● DIRECTIONS: Which of the lines below contain the string "insert"? Pull each one out of the data.

Stored dataset items

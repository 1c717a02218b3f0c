//! Info.plist patching.
//!
//! The document is treated as an open key-value map, never a fixed schema:
//! exactly six keys are owned by the bundler, and every other key rides
//! through the binary round trip untouched. This keeps unknown metadata the
//! template ships (document types, ATS exceptions, and the like) intact.

use super::StagePaths;
use crate::error::{Error, Result};
use crate::settings::Settings;
use plist::Value;
use std::io::Cursor;

/// The six Info.plist keys this bundler owns.
const KEY_IDENTIFIER: &str = "CFBundleIdentifier";
const KEY_SHORT_VERSION: &str = "CFBundleShortVersionString";
const KEY_VERSION: &str = "CFBundleVersion";
const KEY_EXECUTABLE: &str = "CFBundleExecutable";
const KEY_COPYRIGHT: &str = "NSHumanReadableCopyright";
const KEY_NAME: &str = "CFBundleName";

/// Decodes the bundle's binary Info.plist, sets the six significant keys
/// from the settings, and overwrites the same file in binary form.
///
/// Defaults apply here: the bundle identifier falls back to
/// [`Settings::DEFAULT_BUNDLE_ID`] and the version to `"1.0.0"`. The
/// copyright key is written only when a value was supplied. The executable
/// and display names are both set to the product name, matching the renamed
/// bundle executable.
pub async fn patch_info_plist(settings: &Settings, paths: &StagePaths) -> Result<()> {
    let path = &paths.info_plist;
    log::debug!("Patching {}", path.display());

    let bytes = tokio::fs::read(path).await.map_err(|e| Error::PlistParse {
        path: path.clone(),
        error: e.to_string(),
    })?;

    let mut document = Value::from_reader(Cursor::new(bytes)).map_err(|e| Error::PlistParse {
        path: path.clone(),
        error: e.to_string(),
    })?;

    let dict = document
        .as_dictionary_mut()
        .ok_or_else(|| Error::PlistParse {
            path: path.clone(),
            error: "top-level value is not a dictionary".into(),
        })?;

    dict.insert(
        KEY_IDENTIFIER.into(),
        Value::String(settings.bundle_id().into()),
    );
    dict.insert(
        KEY_SHORT_VERSION.into(),
        Value::String(settings.version().into()),
    );
    dict.insert(KEY_VERSION.into(), Value::String(settings.version().into()));
    dict.insert(
        KEY_EXECUTABLE.into(),
        Value::String(settings.product_name().into()),
    );
    dict.insert(KEY_NAME.into(), Value::String(settings.product_name().into()));
    if let Some(copyright) = settings.copyright() {
        dict.insert(KEY_COPYRIGHT.into(), Value::String(copyright.into()));
    }

    let mut encoded = Vec::new();
    document
        .to_writer_binary(&mut encoded)
        .map_err(|e| Error::PlistWrite {
            path: path.clone(),
            error: e.to_string(),
        })?;

    tokio::fs::write(path, encoded)
        .await
        .map_err(|e| Error::PlistWrite {
            path: path.clone(),
            error: e.to_string(),
        })?;

    Ok(())
}

#[cfg(test)]
mod tests {
    use super::*;
    use crate::settings::SettingsBuilder;
    use plist::Dictionary;

    fn settings_for(dir: &std::path::Path) -> Settings {
        SettingsBuilder::new()
            .output_directory(dir)
            .template_directory(dir.join("template"))
            .program_directory(dir.join("pkg"))
            .product_name("Foo")
            .executable_name("foo-bin")
            .icon(dir.join("icon.icns"))
            .version("2.1.0")
            .build()
            .unwrap()
    }

    fn write_binary_plist(path: &std::path::Path, dict: Dictionary) {
        std::fs::create_dir_all(path.parent().unwrap()).unwrap();
        Value::Dictionary(dict).to_file_binary(path).unwrap();
    }

    #[tokio::test]
    async fn sets_significant_keys_and_preserves_the_rest() {
        let dir = tempfile::tempdir().unwrap();
        let settings = settings_for(dir.path());
        let paths = StagePaths::resolve(&settings);

        let mut dict = Dictionary::new();
        dict.insert("CFBundleIdentifier".into(), Value::String("template.id".into()));
        dict.insert("LSMinimumSystemVersion".into(), Value::String("10.13".into()));
        dict.insert("NSHighResolutionCapable".into(), Value::Boolean(true));
        dict.insert(
            "CFBundleDocumentTypes".into(),
            Value::Array(vec![Value::String("public.data".into())]),
        );
        dict.insert("SigningSeed".into(), Value::Data(vec![0xde, 0xad, 0xbe, 0xef]));
        write_binary_plist(&paths.info_plist, dict);

        patch_info_plist(&settings, &paths).await.unwrap();

        let patched = Value::from_file(&paths.info_plist).unwrap();
        let patched = patched.as_dictionary().unwrap();
        assert_eq!(
            patched.get("CFBundleIdentifier").unwrap().as_string(),
            Some(Settings::DEFAULT_BUNDLE_ID)
        );
        assert_eq!(
            patched.get("CFBundleShortVersionString").unwrap().as_string(),
            Some("2.1.0")
        );
        assert_eq!(patched.get("CFBundleVersion").unwrap().as_string(), Some("2.1.0"));
        assert_eq!(patched.get("CFBundleExecutable").unwrap().as_string(), Some("Foo"));
        assert_eq!(patched.get("CFBundleName").unwrap().as_string(), Some("Foo"));
        // No copyright supplied, key stays absent
        assert!(patched.get("NSHumanReadableCopyright").is_none());
        // Keys the bundler does not own ride through unchanged
        assert_eq!(
            patched.get("LSMinimumSystemVersion").unwrap().as_string(),
            Some("10.13")
        );
        assert_eq!(
            patched.get("NSHighResolutionCapable").unwrap().as_boolean(),
            Some(true)
        );
        assert_eq!(
            patched.get("CFBundleDocumentTypes").unwrap(),
            &Value::Array(vec![Value::String("public.data".into())])
        );
        assert_eq!(
            patched.get("SigningSeed").unwrap(),
            &Value::Data(vec![0xde, 0xad, 0xbe, 0xef])
        );
    }

    #[tokio::test]
    async fn malformed_document_reports_parse_error() {
        let dir = tempfile::tempdir().unwrap();
        let settings = settings_for(dir.path());
        let paths = StagePaths::resolve(&settings);

        std::fs::create_dir_all(paths.info_plist.parent().unwrap()).unwrap();
        std::fs::write(&paths.info_plist, b"not a plist").unwrap();

        let err = patch_info_plist(&settings, &paths).await.unwrap_err();
        assert!(matches!(err, Error::PlistParse { .. }));
    }

    #[tokio::test]
    async fn non_dictionary_document_reports_parse_error() {
        let dir = tempfile::tempdir().unwrap();
        let settings = settings_for(dir.path());
        let paths = StagePaths::resolve(&settings);

        std::fs::create_dir_all(paths.info_plist.parent().unwrap()).unwrap();
        Value::Array(vec![Value::String("lonely".into())])
            .to_file_binary(&paths.info_plist)
            .unwrap();

        let err = patch_info_plist(&settings, &paths).await.unwrap_err();
        assert!(matches!(err, Error::PlistParse { .. }));
    }
}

● RESPONSE AREA:
    dict.insert(
    dict.insert(
    dict.insert(KEY_VERSION.into(), Value::String(settings.version().into()));
    dict.insert(
    dict.insert(KEY_NAME.into(), Value::String(settings.product_name().into()));
        dict.insert(KEY_COPYRIGHT.into(), Value::String(copyright.into()));
        dict.insert("CFBundleIdentifier".into(), Value::String("template.id".into()));
        dict.insert("LSMinimumSystemVersion".into(), Value::String("10.13".into()));
        dict.insert("NSHighResolutionCapable".into(), Value::Boolean(true));
        dict.insert(
        dict.insert("SigningSeed".into(), Value::Data(vec![0xde, 0xad, 0xbe, 0xef]));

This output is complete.